Different. No, Sam didn't need Larry to tell him that part, he knew all about that part of things. Not being able to control what happened to you, to the people you loved, and how helpless that made you feel. It wasn't something he thought about if he could help it. Lately, it seemed to be cropping up as a theme. No power over any damn thing in his life, no power to stop Tammy and Shannon from getting blown up by some frakking terrorist, no power to shake Josef out of his melancholy, nothing he did made any goddamn difference. 

Larry squeezed his hand. He'd barely felt him take his hand in the first place. Turning his hand over, palm to palm, fingers reaching down to stroke the soft pulse of Larry's wrist got them both smiling a little. "Sorry," he muttered. Brooding again. 

A one-shoulder shrug brushed it off. But he knew he wasn't going to like what Larry had to say next when his husband did that breath, pause, and start again thing he always did when he had something potentially upsetting to say. "You're right, though. About Josef, and V-world. And if he doesn't pull out of it, you might have to start proceedings against him and get temporary custody of Willie..."

And Larry knew how that went better than he did, Larry worked in that kind of system. Declared unfit, was the term they used. Most of the time it came up because Larry ranted about how the system was biased to label Tauron families as unfit to raise children, but Sam couldn't deny that Josef was doing a crap job as a father lately. 
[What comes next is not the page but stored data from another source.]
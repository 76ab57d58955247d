use std::fs;
use std::path::{Path, PathBuf};
use std::sync::Arc;

use anyhow::{bail, Context, Result};
use clap::{Parser, Subcommand};
use glowlens_contracts::events::EventWriter;
use glowlens_contracts::{AnalysisDomain, ImageAngle, ImageInput, ResultContract};
use glowlens_engine::descriptor::{
    BODY_SHAPE, EXERCISE, PERSONAL_COLOR, PROGRESS, SKIN, WORKOUT_TYPE,
};
use glowlens_engine::prompts::multi_angle_guidance;
use glowlens_engine::{
    deadline_for, AnalysisConfig, AnalysisOutcome, DomainDescriptor, JsonlObserver, ObserverSet,
    Orchestrator, TracingObserver,
};
use serde::de::DeserializeOwned;
use serde::Serialize;
use serde_json::{json, Value};
use tracing::debug;
use tracing_subscriber::EnvFilter;

#[derive(Debug, Parser)]
#[command(name = "glowlens", version, about = "Glowlens analysis CLI")]
struct Cli {
    #[command(subcommand)]
    command: Command,
}

#[derive(Debug, Subcommand)]
enum Command {
    /// Run one analysis and print the result JSON.
    Analyze(AnalyzeArgs),
    /// Print the instruction text that would be sent to the provider.
    Prompt(PromptArgs),
    /// List analysis domains and their provider deadlines.
    Domains,
}

#[derive(Debug, Parser)]
struct AnalyzeArgs {
    #[arg(long)]
    domain: AnalysisDomain,
    /// JSON file holding the domain input.
    #[arg(long)]
    input: PathBuf,
    /// Primary photo. Required for skin, body_shape and personal_color.
    #[arg(long)]
    image: Option<PathBuf>,
    /// Extra photo as `angle=path`, e.g. `wrist=./wrist.jpg`.
    #[arg(long = "aux", value_parser = parse_aux_image)]
    aux: Vec<AuxImage>,
    /// Append analysis events to this JSONL file.
    #[arg(long)]
    events: Option<PathBuf>,
    #[arg(long)]
    force_mock: bool,
    /// Print `{source, reason, result}` instead of the bare result.
    #[arg(long)]
    outcome: bool,
}

#[derive(Debug, Parser)]
struct PromptArgs {
    #[arg(long)]
    domain: AnalysisDomain,
    #[arg(long)]
    input: PathBuf,
    /// Angle of an extra photo; repeat for several.
    #[arg(long = "angle")]
    angles: Vec<ImageAngle>,
}

#[derive(Debug, Clone, PartialEq, Eq)]
struct AuxImage {
    angle: ImageAngle,
    path: PathBuf,
}

fn parse_aux_image(raw: &str) -> Result<AuxImage, String> {
    let Some((angle, path)) = raw.split_once('=') else {
        return Err(format!("expected angle=path, got '{raw}'"));
    };
    let path = path.trim();
    if path.is_empty() {
        return Err(format!("missing path in '{raw}'"));
    }
    Ok(AuxImage {
        angle: angle.parse::<ImageAngle>()?,
        path: PathBuf::from(path),
    })
}

#[tokio::main]
async fn main() {
    init_tracing();
    match run(Cli::parse()).await {
        Ok(()) => {}
        Err(err) => {
            eprintln!("glowlens error: {err:#}");
            std::process::exit(1);
        }
    }
}

fn init_tracing() {
    let filter = EnvFilter::try_from_default_env().unwrap_or_else(|_| EnvFilter::new("warn"));
    tracing_subscriber::fmt()
        .with_env_filter(filter)
        .with_writer(std::io::stderr)
        .init();
}

async fn run(cli: Cli) -> Result<()> {
    match cli.command {
        Command::Analyze(args) => {
            let output = run_analyze(args, AnalysisConfig::from_env()).await?;
            println!("{}", serde_json::to_string_pretty(&output)?);
        }
        Command::Prompt(args) => println!("{}", run_prompt(&args)?),
        Command::Domains => {
            for domain in AnalysisDomain::ALL {
                println!(
                    "{:<24} {}s",
                    domain.as_str(),
                    deadline_for(domain).as_secs()
                );
            }
        }
    }
    Ok(())
}

/// `--force-mock` can only switch mocking on; it never overrides an
/// environment that already asks for it.
fn effective_config(config: AnalysisConfig, force_mock_flag: bool) -> AnalysisConfig {
    if force_mock_flag {
        config.with_force_mock(true)
    } else {
        config
    }
}

async fn run_analyze(args: AnalyzeArgs, config: AnalysisConfig) -> Result<Value> {
    let config = effective_config(config, args.force_mock);
    let mut orchestrator = Orchestrator::new(config);
    if let Some(path) = &args.events {
        let writer = EventWriter::new(path, uuid::Uuid::new_v4().to_string());
        let observers = ObserverSet::new()
            .with(TracingObserver)
            .with(JsonlObserver::new(writer));
        orchestrator = orchestrator.with_observer(Arc::new(observers));
    }
    debug!(
        domain = %args.domain,
        provider = orchestrator.provider_name(),
        "starting analysis"
    );

    let input = read_json(&args.input)?;
    let primary = args.image.as_deref().map(load_image).transpose()?;
    let auxiliary = args
        .aux
        .iter()
        .map(|aux| Ok(load_image(&aux.path)?.with_angle(aux.angle)))
        .collect::<Result<Vec<ImageInput>>>()?;
    if primary.is_none() && needs_photo(args.domain) {
        bail!("--image is required for {} analysis", args.domain);
    }

    let call = AnalyzeCall {
        orchestrator: &orchestrator,
        input,
        primary: primary.as_ref(),
        auxiliary: &auxiliary,
        outcome: args.outcome,
    };
    match args.domain {
        AnalysisDomain::Skin => call.run(&SKIN).await,
        AnalysisDomain::BodyShape => call.run(&BODY_SHAPE).await,
        AnalysisDomain::PersonalColor => call.run(&PERSONAL_COLOR).await,
        AnalysisDomain::WorkoutType => call.run(&WORKOUT_TYPE).await,
        AnalysisDomain::ExerciseRecommendation => call.run(&EXERCISE).await,
        AnalysisDomain::ProgressInsight => call.run(&PROGRESS).await,
    }
}

fn needs_photo(domain: AnalysisDomain) -> bool {
    matches!(
        domain,
        AnalysisDomain::Skin | AnalysisDomain::BodyShape | AnalysisDomain::PersonalColor
    )
}

struct AnalyzeCall<'a> {
    orchestrator: &'a Orchestrator,
    input: Value,
    primary: Option<&'a ImageInput>,
    auxiliary: &'a [ImageInput],
    outcome: bool,
}

impl AnalyzeCall<'_> {
    async fn run<I, R>(self, descriptor: &DomainDescriptor<I, R>) -> Result<Value>
    where
        I: Serialize + DeserializeOwned,
        R: ResultContract,
    {
        let input: I = serde_json::from_value(self.input)
            .with_context(|| format!("input is not a valid {} request", descriptor.domain))?;
        // text-only domains never get auxiliary photos
        let auxiliary: &[ImageInput] = if needs_photo(descriptor.domain) {
            self.auxiliary
        } else {
            &[]
        };
        let outcome = self
            .orchestrator
            .analyze_outcome(descriptor, &input, self.primary, auxiliary)
            .await?;
        render_outcome(outcome, self.outcome)
    }
}

fn render_outcome<R: Serialize>(outcome: AnalysisOutcome<R>, with_provenance: bool) -> Result<Value> {
    if !with_provenance {
        return Ok(serde_json::to_value(outcome.result())?);
    }
    let source = if outcome.is_fallback() {
        "fallback"
    } else {
        "provider"
    };
    let reason = outcome.fallback_reason().map(|kind| kind.as_str());
    Ok(json!({
        "source": source,
        "reason": reason,
        "result": serde_json::to_value(outcome.result())?,
    }))
}

fn run_prompt(args: &PromptArgs) -> Result<String> {
    let input = read_json(&args.input)?;
    let mut text = match args.domain {
        AnalysisDomain::Skin => render_template(&SKIN, input)?,
        AnalysisDomain::BodyShape => render_template(&BODY_SHAPE, input)?,
        AnalysisDomain::PersonalColor => render_template(&PERSONAL_COLOR, input)?,
        AnalysisDomain::WorkoutType => render_template(&WORKOUT_TYPE, input)?,
        AnalysisDomain::ExerciseRecommendation => render_template(&EXERCISE, input)?,
        AnalysisDomain::ProgressInsight => render_template(&PROGRESS, input)?,
    };
    let angles = args.angles.iter().copied().map(Some).collect::<Vec<_>>();
    if let Some(guidance) = multi_angle_guidance(args.domain, &angles) {
        text.push_str("\n\n");
        text.push_str(&guidance);
    }
    Ok(text)
}

fn render_template<I: DeserializeOwned, R>(
    descriptor: &DomainDescriptor<I, R>,
    input: Value,
) -> Result<String> {
    let input: I = serde_json::from_value(input)
        .with_context(|| format!("input is not a valid {} request", descriptor.domain))?;
    Ok((descriptor.template)(&input))
}

fn read_json(path: &Path) -> Result<Value> {
    let raw = fs::read_to_string(path)
        .with_context(|| format!("failed to read {}", path.display()))?;
    serde_json::from_str(&raw).with_context(|| format!("{} is not valid JSON", path.display()))
}

fn load_image(path: &Path) -> Result<ImageInput> {
    let bytes = fs::read(path).with_context(|| format!("failed to read {}", path.display()))?;
    Ok(ImageInput::from_bytes(bytes))
}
"I don't know," he shook his head. "That kind of thing, doesn't that stay with you for the rest of your life or something?" If they did that, he wanted to be damn sure they could come out of it. Larry squeezed his hand, looked down at his plate and didn't answer, which was good enough for Sam. "Yeah, no, let's save that for a last resort."

Larry nodded. "Okay. So what do we do now?"

"I have no idea." Sam sighed. "I'll talk with Evelyn, see what _tsattie_ has to say. There's gotta be a way we can pull him out of this somehow. At least get him focused on what matters, the family he's got left." His wise and understanding husband ignored Sam's muttering _while he has it_ into his glass. Fingers stroking the back of his hand soothed down his ruffled nerves. Again. 

When they were down to pushing food around on their plates Sam cleared the counter while Larry went to get changed into clothes he could wear outside. He knew, they both knew that visiting Josef would have Sam restless and fuming the whole rest of the day, but there wasn't much else they could do. Josef was his brother, and Willie was family, and you didn't run out on family. 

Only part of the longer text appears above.